• TASK DETAILS: From the material below, tally every line containing "ParamNames"; reply with the total only.

• WORKING DATA:
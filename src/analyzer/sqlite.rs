use async_trait::async_trait;
use rusqlite::{Connection, InterruptHandle};
use std::collections::HashMap;
use std::sync::atomic::{AtomicBool, Ordering};
use std::sync::{Arc, Mutex};

use super::{run_blocking, statements, Analyzer, AnalyzerContext};
use crate::analysis::{
    Analysis, CatalogColumn, Column, Identifier, Node, ParamNames, Parameter, SchemaCatalog,
};
use crate::config::DatabaseConfig;
use crate::error::{self, Error, Result};

/// Column facts read from `PRAGMA table_info`, keyed by column name.
type TableInfo = HashMap<String, bool>;

struct State {
    conn: Connection,
    /// (database, table) -> column not-null flags
    tables: HashMap<(String, String), TableInfo>,
}

/// Where to open the database and whether migrations must be applied to it.
#[derive(Debug, Clone)]
struct Target {
    uri: String,
    migrate: bool,
}

struct Described {
    columns: Vec<Column>,
    bind_names: Vec<Option<String>>,
}

/// SQLite analyzer. Uses the embedded engine's prepare API, which reports
/// declared types, origin tables and bind parameters without executing.
pub struct SqliteAnalyzer {
    db: DatabaseConfig,
    ctx: AnalyzerContext,
    state: Arc<Mutex<Option<State>>>,
    interrupt: Arc<Mutex<Option<InterruptHandle>>>,
}

impl SqliteAnalyzer {
    pub fn new(db: DatabaseConfig, ctx: AnalyzerContext) -> Self {
        Self {
            db,
            ctx,
            state: Arc::new(Mutex::new(None)),
            interrupt: Arc::new(Mutex::new(None)),
        }
    }

    fn target(&self) -> Result<Target> {
        if self.db.managed {
            return Ok(Target {
                uri: ":memory:".into(),
                migrate: true,
            });
        }
        if self.ctx.debug.only_managed_databases {
            return Err(Error::ManagedOnly);
        }
        let uri = self.ctx.replacer.replace(self.db.uri.as_deref().unwrap_or_default());
        let migrate = is_in_memory(&uri);
        Ok(Target { uri, migrate })
    }

    /// Runs `work` against the (lazily opened) connection on the blocking pool.
    async fn with_state<T, W>(&self, migrations: Option<Vec<String>>, work: W) -> Result<T>
    where
        T: Send + 'static,
        W: FnOnce(&mut State) -> Result<T> + Send + 'static,
    {
        let target = match migrations {
            Some(_) => Some(self.target()),
            None => None,
        };
        let state = self.state.clone();
        let interrupt = self.interrupt.clone();
        let cancelled = Arc::new(AtomicBool::new(false));
        let on_cancel = {
            let interrupt = self.interrupt.clone();
            let cancelled = cancelled.clone();
            move || {
                cancelled.store(true, Ordering::SeqCst);
                if let Ok(guard) = interrupt.lock() {
                    if let Some(handle) = guard.as_ref() {
                        handle.interrupt();
                    }
                }
            }
        };

        run_blocking(
            move || {
                let mut guard = state.lock().map_err(|_| Error::Aborted("sqlite connection".into()))?;
                if guard.is_none() {
                    let (Some(target), Some(migrations)) = (target, migrations) else {
                        return Err(Error::NotConnected);
                    };
                    let conn = open(&target?, &migrations, &interrupt, &cancelled)?;
                    *guard = Some(State {
                        conn,
                        tables: HashMap::new(),
                    });
                }
                match guard.as_mut() {
                    Some(state) => work(state),
                    None => Err(Error::NotConnected),
                }
            },
            on_cancel,
        )
        .await
    }
}

/// Opens the database and applies migrations. The interrupt handle is
/// published first so cancellation reaches a migration as well.
fn open(
    target: &Target,
    migrations: &[String],
    interrupt: &Mutex<Option<InterruptHandle>>,
    cancelled: &AtomicBool,
) -> Result<Connection> {
    let conn = if target.uri.is_empty() {
        Connection::open_in_memory()
    } else {
        Connection::open(&target.uri)
    }
    .map_err(|e| Error::Connection(format!("failed to open sqlite database: {e}")))?;
    tracing::debug!(uri = %target.uri, migrate = target.migrate, "opened sqlite database");
    if let Ok(mut handle) = interrupt.lock() {
        *handle = Some(conn.get_interrupt_handle());
    }
    if cancelled.load(Ordering::SeqCst) {
        return Err(Error::Aborted("sqlite migration".into()));
    }

    if target.migrate {
        for m in statements(migrations) {
            conn.execute_batch(m)
                .map_err(|e| Error::provision(&target.uri, format!("migration failed: {e}")))?;
        }
    }
    Ok(conn)
}

fn describe(state: &mut State, pos: usize, query: &str) -> Result<Described> {
    let State { conn, tables } = state;
    let stmt = conn.prepare(query).map_err(|e| error::from_sqlite(&pos, &e))?;

    let decl_types: Vec<Option<String>> = stmt
        .columns()
        .iter()
        .map(|c| c.decl_type().map(str::to_string))
        .collect();

    let mut columns = Vec::with_capacity(decl_types.len());
    for (meta, decl) in stmt.columns_with_metadata().iter().zip(decl_types) {
        let mut column = Column::new(meta.name(), normalize_type(decl.as_deref().unwrap_or("")));
        if let Some(origin) = meta.origin_name() {
            column.original_name = origin.to_string();
        }
        if let Some(table) = meta.table_name() {
            let database = meta.database_name().unwrap_or("main").to_string();
            let key = (database.clone(), table.to_string());
            if !tables.contains_key(&key) {
                let info = table_info(conn, &database, table).map_err(|e| error::from_sqlite(&pos, &e))?;
                tables.insert(key.clone(), info);
            }
            column.not_null = tables
                .get(&key)
                .and_then(|info| info.get(&column.original_name))
                .copied()
                .unwrap_or(false);
            column.table = Some(Identifier {
                schema: database,
                name: table.to_string(),
            });
        }
        columns.push(column);
    }

    let bind_names = (1..=stmt.parameter_count())
        .map(|i| {
            stmt.parameter_name(i)
                .map(|name| name.trim_start_matches(['?', ':', '@', '$']).to_string())
                .filter(|name| !name.is_empty() && !name.chars().all(|c| c.is_ascii_digit()))
        })
        .collect();

    Ok(Described {
        columns,
        bind_names,
    })
}

fn quote(ident: &str) -> String {
    format!("\"{}\"", ident.replace('"', "\"\""))
}

/// Not-null flags for the columns of `table`. An `INTEGER PRIMARY KEY` is the
/// rowid and can never be null.
fn table_info(conn: &Connection, database: &str, table: &str) -> rusqlite::Result<TableInfo> {
    let sql = format!("PRAGMA {}.table_info({})", quote(database), quote(table));
    let mut stmt = conn.prepare(&sql)?;
    let rows = stmt.query_map([], |row| {
        let name: String = row.get(1)?;
        let data_type: String = row.get(2)?;
        let not_null: bool = row.get(3)?;
        let pk: i64 = row.get(5)?;
        Ok((name, not_null || (pk > 0 && data_type.eq_ignore_ascii_case("integer"))))
    })?;
    rows.collect()
}

fn introspect(conn: &Connection) -> rusqlite::Result<SchemaCatalog> {
    let mut catalog = SchemaCatalog::new("main");
    catalog.search_path = vec!["main".into()];
    let schema = catalog.schema_mut("main");

    let mut stmt = conn.prepare(
        "SELECT name FROM sqlite_master WHERE type = 'table' AND name NOT LIKE 'sqlite_%' ORDER BY rowid",
    )?;
    let names = stmt
        .query_map([], |row| row.get::<_, String>(0))?
        .collect::<rusqlite::Result<Vec<_>>>()?;

    for name in names {
        let mut pragma = conn.prepare(&format!("PRAGMA main.table_info({})", quote(&name)))?;
        let columns = pragma
            .query_map([], |row| {
                let data_type: String = row.get(2)?;
                Ok(CatalogColumn {
                    name: row.get(1)?,
                    data_type: normalize_type(&data_type),
                    not_null: row.get(3)?,
                    is_primary_key: row.get::<_, i64>(5)? > 0,
                    ..CatalogColumn::default()
                })
            })?
            .collect::<rusqlite::Result<Vec<_>>>()?;
        schema.table_mut(&name).columns = columns;
    }
    Ok(catalog)
}

#[async_trait]
impl Analyzer for SqliteAnalyzer {
    async fn analyze(
        &self,
        node: &dyn Node,
        query: &str,
        migrations: &[String],
        params: Option<&dyn ParamNames>,
    ) -> Result<Analysis> {
        let pos = node.pos();
        let query = query.to_string();
        let described = self
            .with_state(Some(migrations.to_vec()), move |state| describe(state, pos, &query))
            .await?;

        let params = described
            .bind_names
            .into_iter()
            .enumerate()
            .map(|(i, bind_name)| {
                let mut param = Parameter::new(i as u32 + 1, "any", params);
                if param.column.name.is_empty() {
                    param.column.name = bind_name.unwrap_or_default();
                }
                param
            })
            .collect();

        Ok(Analysis {
            columns: described.columns,
            params,
        })
    }

    async fn close(&self) -> Result<()> {
        let state = self.state.clone();
        let interrupt = self.interrupt.clone();
        run_blocking(
            move || {
                if let Ok(mut handle) = interrupt.lock() {
                    handle.take();
                }
                if let Ok(mut guard) = state.lock() {
                    guard.take();
                }
                Ok(())
            },
            || {},
        )
        .await
    }

    async fn ensure_conn(&self, migrations: &[String]) -> Result<()> {
        self.with_state(Some(migrations.to_vec()), |_| Ok(())).await
    }

    async fn column_names(&self, query: &str) -> Result<Vec<String>> {
        let query = query.to_string();
        self.with_state(None, move |state| {
            let stmt = state
                .conn
                .prepare(&query)
                .map_err(|e| error::from_sqlite(&0usize, &e))?;
            Ok(stmt.column_names().into_iter().map(str::to_string).collect())
        })
        .await
    }

    async fn introspect_schema(&self, _schemas: &[String]) -> Result<SchemaCatalog> {
        self.with_state(None, |state| {
            introspect(&state.conn).map_err(|e| error::from_sqlite(&0usize, &e))
        })
        .await
    }
}

fn is_in_memory(uri: &str) -> bool {
    uri.is_empty() || uri == ":memory:" || uri.contains("mode=memory")
}

/// Maps a declared column type onto its SQLite affinity name.
pub fn normalize_type(decl: &str) -> String {
    if decl.is_empty() {
        return "any".into();
    }
    let lower = decl.to_ascii_lowercase();
    let affinity = if lower.contains("int") {
        "integer"
    } else if lower.contains("char") || lower.contains("clob") || lower.contains("text") {
        "text"
    } else if lower.contains("blob") {
        "blob"
    } else if lower.contains("real") || lower.contains("floa") || lower.contains("doub") {
        "real"
    } else if lower.contains("bool") {
        "boolean"
    } else if lower.contains("date") || lower.contains("time") {
        "datetime"
    } else {
        return lower;
    };
    affinity.to_string()
}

• SOLUTION TO THIS PROBLEM: 2